A delectable and easy fish pie recipe with a cheesy potato topping.
- Place the haddock offcuts in a large pan with the milk and a bay leaf. Cover the pan with a lid and simmer very gently over a low heat until the fish is cooked, and is opaque and starting to flake.
- Take the pan off the heat and allow to cook slightly. Carefully take the fish out of the milk and flake the fish into small pieces into an oven-proof dish; discard the bay leaf from the milk.
- Heat the milk up slightly and sieve the plain flour into the warm milk, whisky vigorously all the time, to avoid lumps, until it thickens. Season to taste.

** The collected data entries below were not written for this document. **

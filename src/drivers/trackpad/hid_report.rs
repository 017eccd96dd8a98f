use packed_struct::prelude::*;

/// Report ID that marks the start of a PTP-shaped touch report
pub const TOUCH_REPORT_ID: u8 = 0x05;
/// Size of the PTP-shaped touch structure, including the report ID
pub const TOUCH_REPORT_SIZE: usize = 50;
/// Size of a single contact slot
pub const SLOT_SIZE: usize = 9;
/// Maximum number of bytes to skip looking for the report ID. Some transports
/// prepend a vendor header of varying length.
pub const MARKER_SCAN_WINDOW: usize = 96;

// Device axis ranges. Asymmetric on purpose, this is the real sensor size.
pub const RAW_X_MAX: u16 = 14720;
pub const RAW_Y_MAX: u16 = 10240;

// The legacy layout is only trusted within twice the sensor size
pub const LEGACY_X_LIMIT: u16 = RAW_X_MAX * 2;
pub const LEGACY_Y_LIMIT: u16 = RAW_Y_MAX * 2;

// Official layout as seen on the wire. X/Y are taken from bytes 2..=5 of the
// slot, which is where they read cleanly; the nominal PTP field positions
// mix in unrelated state bits.
//
// 05 07 03 10 00 20 00 3c 02 00 .. .. .. .. .. .. .. .. .. .. .. .. .. ..
//    |  |  x---- y---- p  ph
//    |  flags
//    contact id
#[derive(PackedStruct, Debug, Copy, Clone, PartialEq)]
#[packed_struct(bit_numbering = "msb0", size_bytes = "9")]
pub struct OfficialSlot {
    #[packed_field(bytes = "0")]
    pub contact_id: u8,
    #[packed_field(bytes = "1")]
    pub flags: u8,
    #[packed_field(bytes = "2..=3", endian = "lsb")]
    pub x: Integer<u16, packed_bits::Bits<16>>,
    #[packed_field(bytes = "4..=5", endian = "lsb")]
    pub y: Integer<u16, packed_bits::Bits<16>>,
    #[packed_field(bytes = "6")]
    pub pressure: u8,
    #[packed_field(bytes = "7")]
    pub phase: u8,
    #[packed_field(bytes = "8")]
    pub _unused8: u8,
}

impl Default for OfficialSlot {
    fn default() -> Self {
        Self {
            contact_id: 0,
            flags: 0,
            x: Integer::from_primitive(0),
            y: Integer::from_primitive(0),
            pressure: 0,
            phase: 0,
            _unused8: 0,
        }
    }
}

impl OfficialSlot {
    pub fn get_x(&self) -> u16 {
        self.x.to_primitive()
    }

    pub fn get_y(&self) -> u16 {
        self.y.to_primitive()
    }

    pub fn set_x(&mut self, value: u16) {
        self.x = Integer::from_primitive(value);
    }

    pub fn set_y(&mut self, value: u16) {
        self.y = Integer::from_primitive(value);
    }

    /// Returns true if every field of the slot is zero. Empty slots are
    /// padding, not contacts.
    pub fn is_empty(&self) -> bool {
        *self == Self::default()
    }
}

#[derive(PackedStruct, Debug, Copy, Clone, PartialEq)]
#[packed_struct(bit_numbering = "msb0", size_bytes = "50")]
pub struct OfficialReport {
    #[packed_field(bytes = "0")]
    pub report_id: u8,
    #[packed_field(bytes = "1..=9")]
    pub slot0: OfficialSlot,
    #[packed_field(bytes = "10..=18")]
    pub slot1: OfficialSlot,
    #[packed_field(bytes = "19..=27")]
    pub slot2: OfficialSlot,
    #[packed_field(bytes = "28..=36")]
    pub slot3: OfficialSlot,
    #[packed_field(bytes = "37..=45")]
    pub slot4: OfficialSlot,
    #[packed_field(bytes = "46..=47", endian = "lsb")]
    pub scan_time: Integer<u16, packed_bits::Bits<16>>,
    #[packed_field(bytes = "48")]
    pub contact_count: u8,
    #[packed_field(bytes = "49")]
    pub button: u8,
}

impl Default for OfficialReport {
    fn default() -> Self {
        Self {
            report_id: TOUCH_REPORT_ID,
            slot0: OfficialSlot::default(),
            slot1: OfficialSlot::default(),
            slot2: OfficialSlot::default(),
            slot3: OfficialSlot::default(),
            slot4: OfficialSlot::default(),
            scan_time: Integer::from_primitive(0),
            contact_count: 0,
            button: 0,
        }
    }
}

impl OfficialReport {
    /// Slots in wire order
    pub fn slots(&self) -> [OfficialSlot; 5] {
        [self.slot0, self.slot1, self.slot2, self.slot3, self.slot4]
    }

    pub fn slot_mut(&mut self, index: usize) -> Option<&mut OfficialSlot> {
        match index {
            0 => Some(&mut self.slot0),
            1 => Some(&mut self.slot1),
            2 => Some(&mut self.slot2),
            3 => Some(&mut self.slot3),
            4 => Some(&mut self.slot4),
            _ => None,
        }
    }
}

// Native PTP packing of the same 9 bytes:
// 03 00 00 00 01 10 00 20 00
// |  id--------- x---- y----
// flags
#[derive(PackedStruct, Debug, Copy, Clone, PartialEq)]
#[packed_struct(bit_numbering = "msb0", size_bytes = "9")]
pub struct LegacySlot {
    #[packed_field(bytes = "0")]
    pub flags: u8,
    #[packed_field(bytes = "1..=4", endian = "lsb")]
    pub contact_id: Integer<u32, packed_bits::Bits<32>>,
    #[packed_field(bytes = "5..=6", endian = "lsb")]
    pub x: Integer<u16, packed_bits::Bits<16>>,
    #[packed_field(bytes = "7..=8", endian = "lsb")]
    pub y: Integer<u16, packed_bits::Bits<16>>,
}

impl Default for LegacySlot {
    fn default() -> Self {
        Self {
            flags: 0,
            contact_id: Integer::from_primitive(0),
            x: Integer::from_primitive(0),
            y: Integer::from_primitive(0),
        }
    }
}

impl LegacySlot {
    pub fn get_contact_id(&self) -> u32 {
        self.contact_id.to_primitive()
    }

    pub fn get_x(&self) -> u16 {
        self.x.to_primitive()
    }

    pub fn get_y(&self) -> u16 {
        self.y.to_primitive()
    }

    pub fn is_touching(&self) -> bool {
        self.flags & super::frame::ContactFlags::TIP_SWITCH != 0
    }
}

#[derive(PackedStruct, Debug, Copy, Clone, PartialEq)]
#[packed_struct(bit_numbering = "msb0", size_bytes = "50")]
pub struct LegacyReport {
    #[packed_field(bytes = "0")]
    pub report_id: u8,
    #[packed_field(bytes = "1..=9")]
    pub slot0: LegacySlot,
    #[packed_field(bytes = "10..=18")]
    pub slot1: LegacySlot,
    #[packed_field(bytes = "19..=27")]
    pub slot2: LegacySlot,
    #[packed_field(bytes = "28..=36")]
    pub slot3: LegacySlot,
    #[packed_field(bytes = "37..=45")]
    pub slot4: LegacySlot,
    #[packed_field(bytes = "46..=47", endian = "lsb")]
    pub scan_time: Integer<u16, packed_bits::Bits<16>>,
    #[packed_field(bytes = "48")]
    pub contact_count: u8,
    #[packed_field(bytes = "49")]
    pub button: u8,
}

impl Default for LegacyReport {
    fn default() -> Self {
        Self {
            report_id: 0x01,
            slot0: LegacySlot::default(),
            slot1: LegacySlot::default(),
            slot2: LegacySlot::default(),
            slot3: LegacySlot::default(),
            slot4: LegacySlot::default(),
            scan_time: Integer::from_primitive(0),
            contact_count: 0,
            button: 0,
        }
    }
}

impl LegacyReport {
    pub fn slots(&self) -> [LegacySlot; 5] {
        [self.slot0, self.slot1, self.slot2, self.slot3, self.slot4]
    }

    pub fn slot_mut(&mut self, index: usize) -> Option<&mut LegacySlot> {
        match index {
            0 => Some(&mut self.slot0),
            1 => Some(&mut self.slot1),
            2 => Some(&mut self.slot2),
            3 => Some(&mut self.slot3),
            4 => Some(&mut self.slot4),
            _ => None,
        }
    }
}
use std::{
    error::Error,
    io::Write,
    sync::{Arc, Mutex},
};

use super::event::DispatchEvent;

/// Receives dispatch events in emission order. Implementations perform the
/// actual key or mouse injection and run on the dispatch consumer thread.
pub trait InjectionSink: Send + 'static {
    fn inject(&mut self, event: &DispatchEvent) -> Result<(), Box<dyn Error + Send + Sync>>;
}

/// Logs every event instead of injecting it
#[derive(Debug, Default)]
pub struct LogSink;

impl InjectionSink for LogSink {
    fn inject(&mut self, event: &DispatchEvent) -> Result<(), Box<dyn Error + Send + Sync>> {
        log::info!("{event}");
        Ok(())
    }
}

/// Writes every event as one JSON document per line
#[derive(Debug)]
pub struct JsonLinesSink<W: Write + Send + 'static> {
    writer: W,
}

impl<W: Write + Send + 'static> JsonLinesSink<W> {
    pub fn new(writer: W) -> Self {
        Self { writer }
    }
}

impl<W: Write + Send + 'static> InjectionSink for JsonLinesSink<W> {
    fn inject(&mut self, event: &DispatchEvent) -> Result<(), Box<dyn Error + Send + Sync>> {
        serde_json::to_writer(&mut self.writer, event)?;
        self.writer.write_all(b"\n")?;
        self.writer.flush()?;
        Ok(())
    }
}

/// Keeps every event in memory. Clones share the same buffer.
#[derive(Debug, Clone, Default)]
pub struct MemorySink {
    events: Arc<Mutex<Vec<DispatchEvent>>>,
}

impl MemorySink {
    pub fn new() -> Self {
        Self::default()
    }

    /// Returns a copy of every event received so far
    pub fn events(&self) -> Vec<DispatchEvent> {
        match self.events.lock() {
            Ok(events) => events.clone(),
            Err(poisoned) => poisoned.into_inner().clone(),
        }
    }
}

impl InjectionSink for MemorySink {
    fn inject(&mut self, event: &DispatchEvent) -> Result<(), Box<dyn Error + Send + Sync>> {
        let mut events = self
            .events
            .lock()
            .map_err(|e| format!("event buffer poisoned: {e}"))?;
        events.push(event.clone());
        Ok(())
    }
}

- Scatter the peas over the flaked fish, add the lemon juice to the white sauce and then pour the sauce over the fish and peas.
- Whilst the fish is cooking, bring the potatoes to the boil and boil for 10 to 15 minutes, or until they are cooked and soft. Take off the heat and strain them, making sure there is no water left. Allow them to cool. When you are ready to add them to the pie, put the potato pieces in a potato ricer, and allow the “potato rice” to fall over the top of the fish and peas in sauce. Continue until all the potatoes have been riced and the pie is evenly covered with potatoes.
- Sprinkle the Parmesan cheese over the top of the potato and bake in a preheated oven, 200°C for 30 to 45 minutes, or until the potatoes are crispy, golden brown and the sauce is bubbling.
- Serve immediately with remaining garden peas, (that have been cooked in a little water for 5 minutes) fresh parsley and lemon edges.